‘Illness is a language, the body is representation and medicine is a political practice.’
Bryan S. Turner, The Body and Society.
The Irritable Bowel Syndrome is still regarded by many doctors, as well as their patients, as a medical mystery. There is no definitive pathology, no obvious cause and no specific treatment. It is a syndrome, an unexplained illness defined and characterised by successive teams of medical opinion leaders in order to rationalise the process of diagnosis and exert control. Doctors, ever short of time, filter the patient’s account, sifting it for any hint that they might have a life threatening disease that requires specific treatment, and then send them for tests to make sure.
The experience of the patient living with the condition is largely ignored in the need for doctors to confirm what it is not rather than what it is. Each is working to a different agenda. Yet it is the patients who are the real experts. Only they can know what it is like to live with an unpredictable illness that turns their bowels to water, bungs them up for days, twists their guts into agonies of pain and blows their belly up like a balloon. Only they can really appreciate the relationship between these symptoms and the context of their life; the way they live it and what has happened. But they are so rarely heard. Communication and mutual understanding is crucial if our appreciation of The Irritable Bowel Syndrome is ever to change.

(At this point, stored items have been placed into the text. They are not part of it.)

//! Cart store and cart line types.

use crate::cart::{CartSummary, LineSummary};
use crate::catalog::Product;
use crate::error::CommerceError;
use crate::ids::ProductId;
use crate::money::{Currency, Money};
use serde::{Deserialize, Serialize};

/// A product in the cart with its quantity.
#[derive(Debug, Clone, Serialize, Deserialize, PartialEq)]
pub struct CartLine {
    /// Snapshot of the product at the time it was added.
    pub product: Product,
    /// Quantity, always at least 1.
    pub quantity: i64,
}

impl CartLine {
    fn new(product: Product) -> Self {
        Self {
            product,
            quantity: 1,
        }
    }

    /// Product id this line is keyed by.
    pub fn product_id(&self) -> &ProductId {
        &self.product.id
    }

    /// Unit price times quantity.
    pub fn subtotal(&self) -> Money {
        self.product.price.saturating_mul(self.quantity)
    }
}

/// The shopping cart of one storefront session.
///
/// Holds at most one line per product id, in insertion order, plus the
/// visibility flag of the cart drawer. Item count and total are computed from
/// the lines every time they are asked for.
#[derive(Debug, Clone, Serialize, Deserialize, PartialEq)]
pub struct CartStore {
    lines: Vec<CartLine>,
    is_open: bool,
    currency: Currency,
}

impl CartStore {
    /// Create an empty, closed cart in the given currency.
    pub fn new(currency: Currency) -> Self {
        Self {
            lines: Vec::new(),
            is_open: false,
            currency,
        }
    }

    /// Add one unit of a product.
    ///
    /// Increments the existing line for `product.id`, or appends a new line
    /// with quantity 1. Returns the line's quantity after the call.
    ///
    /// Fails only when the product is priced in a different currency than the
    /// cart.
    pub fn add_to_cart(&mut self, product: &Product) -> Result<i64, CommerceError> {
        if product.price.currency != self.currency {
            return Err(CommerceError::CurrencyMismatch {
                expected: self.currency.code().to_string(),
                got: product.price.currency.code().to_string(),
            });
        }

        if let Some(line) = self.lines.iter_mut().find(|l| l.product.id == product.id) {
            line.quantity = line.quantity.saturating_add(1);
            tracing::debug!(
                product_id = %product.id,
                quantity = line.quantity,
                "cart line incremented"
            );
            return Ok(line.quantity);
        }

        self.lines.push(CartLine::new(product.clone()));
        tracing::debug!(product_id = %product.id, "cart line added");
        Ok(1)
    }

    /// Remove the line for a product. Unknown ids are ignored.
    pub fn remove_from_cart(&mut self, product_id: &ProductId) -> bool {
        let len_before = self.lines.len();
        self.lines.retain(|l| &l.product.id != product_id);
        let removed = self.lines.len() < len_before;
        if removed {
            tracing::debug!(product_id = %product_id, "cart line removed");
        }
        removed
    }

    /// Set a line's quantity.
    ///
    /// Quantities below 1 are ignored rather than treated as a removal, and
    /// unknown ids are ignored. Returns whether a line changed.
    pub fn update_quantity(&mut self, product_id: &ProductId, new_quantity: i64) -> bool {
        if new_quantity < 1 {
            return false;
        }

        match self.lines.iter_mut().find(|l| &l.product.id == product_id) {
            Some(line) => {
                line.quantity = new_quantity;
                tracing::debug!(
                    product_id = %product_id,
                    quantity = new_quantity,
                    "cart line updated"
                );
                true
            }
            None => false,
        }
    }

    /// The drawer's `+` control.
    pub fn increment(&mut self, product_id: &ProductId) -> bool {
        match self.line(product_id) {
            Some(line) => {
                let next = line.quantity.saturating_add(1);
                self.update_quantity(product_id, next)
            }
            None => false,
        }
    }

    /// The drawer's `-` control. Clamps at 1; never removes the line.
    pub fn decrement(&mut self, product_id: &ProductId) -> bool {
        match self.line(product_id) {
            Some(line) => {
                let next = line.quantity - 1;
                self.update_quantity(product_id, next)
            }
            None => false,
        }
    }

    /// Empty the cart. The drawer state is left alone.
    pub fn clear(&mut self) {
        self.lines.clear();
    }

    /// Sum of all line quantities.
    pub fn cart_count(&self) -> i64 {
        self.lines
            .iter()
            .fold(0_i64, |acc, l| acc.saturating_add(l.quantity))
    }

    /// Sum of `price * quantity` over all lines.
    pub fn total(&self) -> Money {
        Money::saturating_sum(self.lines.iter().map(CartLine::subtotal), self.currency)
    }

    /// Open or close the cart drawer.
    pub fn set_open(&mut self, open: bool) {
        self.is_open = open;
    }

    /// Whether the cart drawer is open.
    pub fn is_open(&self) -> bool {
        self.is_open
    }

    /// Cart currency.
    pub fn currency(&self) -> Currency {
        self.currency
    }

    /// Lines in insertion order.
    pub fn lines(&self) -> &[CartLine] {
        &self.lines
    }

    /// The line for a product, if any.
    pub fn line(&self, product_id: &ProductId) -> Option<&CartLine> {
        self.lines.iter().find(|l| &l.product.id == product_id)
    }

    /// Number of distinct products in the cart.
    pub fn unique_item_count(&self) -> usize {
        self.lines.len()
    }

    /// Check if the cart is empty.
    pub fn is_empty(&self) -> bool {
        self.lines.is_empty()
    }

    /// Snapshot of the cart for display or serialization.
    pub fn summary(&self) -> CartSummary {
        CartSummary {
            lines: self
                .lines
                .iter()
                .map(|l| LineSummary {
                    product_id: l.product.id.clone(),
                    name: l.product.name.clone(),
                    unit_price: l.product.price,
                    quantity: l.quantity,
                    subtotal: l.subtotal(),
                })
                .collect(),
            item_count: self.cart_count(),
            total: self.total(),
            is_open: self.is_open,
        }
    }
}

impl Default for CartStore {
    fn default() -> Self {
        Self::new(Currency::default())
    }
}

Last weekend in Sheffield, The IBS Network’s 25th Anniversary Event , IBS -The Patients Perspective, was the first conference where people with IBS took the leading role. Sponsored by Symprove, Alflorex, Silicol Gel and Irwin Mitchell, the event was free to patients with IBS and health care professionals looking after them. Topics were presented by the patients, while the medical experts listened and responded.
Radio Presenter, Sam Bearfoot talked eloquently about the embarrassment and shame of IBS; the alienation and depression; the despair and entrapment. She told how IBS can rob people of any life. She expressed the frustration of having an illness that nobody could understand or manage, the despair of feeling dismissed by the medical profession and alienated by lack of services and toilets. This was not just IBS. There was nothing ‘just’ about it. These were passionate and often moving accounts of a kind of life, lived day in and day out with an unacknowledged illness. Neurogastroenterologist, Doctor Anton Emmanuel listened, explained the limitations of the medical system and even apologised on behalf of doctors for letting people down.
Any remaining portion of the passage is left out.